The problem: Identical copies of all the records below are needed.

Exercise data:
+++

//! Relay reply pipeline: extraction, normalization, content detection, segmented rendering.

mod detect;
mod extract;
mod normalize;
mod render;

pub use detect::{ContentFlags, detect};
pub use extract::{EMPTY_RESPONSE, ExtractedReply, NO_CONTENT, extract_content, extract_reply};
pub use normalize::normalize;
pub use render::{
    CodeBlock, InlineSpan, Piece, ProseLine, RenderedSegment, copy_code_text, highlight_terms,
    parse_code_block, render, split_segments,
};

/// A message body prepared for display: normalized text and its advisory flags.
#[derive(Debug, Clone, PartialEq, Eq)]
pub struct PreparedContent {
    pub text: String,
    pub flags: ContentFlags,
}

impl PreparedContent {
    pub fn new(raw: &str) -> Self {
        let text = normalize(raw);
        let flags = detect(&text);
        Self { text, flags }
    }

    pub fn segments(&self) -> Vec<RenderedSegment<'_>> {
        render(&self.text)
    }

    pub fn copy_text(&self) -> String {
        copy_code_text(&self.text)
    }
}

#[cfg(test)]
mod tests;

+++

Result below:
//! Relay reply pipeline: extraction, normalization, content detection, segmented rendering.

mod detect;
mod extract;
mod normalize;
mod render;

pub use detect::{ContentFlags, detect};
pub use extract::{EMPTY_RESPONSE, ExtractedReply, NO_CONTENT, extract_content, extract_reply};
pub use normalize::normalize;
pub use render::{
    CodeBlock, InlineSpan, Piece, ProseLine, RenderedSegment, copy_code_text, highlight_terms,
    parse_code_block, render, split_segments,
};

/// A message body prepared for display: normalized text and its advisory flags.
#[derive(Debug, Clone, PartialEq, Eq)]
pub struct PreparedContent {
    pub text: String,
    pub flags: ContentFlags,
}

impl PreparedContent {
    pub fn new(raw: &str) -> Self {
        let text = normalize(raw);
        let flags = detect(&text);
        Self { text, flags }
    }

    pub fn segments(&self) -> Vec<RenderedSegment<'_>> {
        render(&self.text)
    }

    pub fn copy_text(&self) -> String {
        copy_code_text(&self.text)
    }
}

#[cfg(test)]
mod tests;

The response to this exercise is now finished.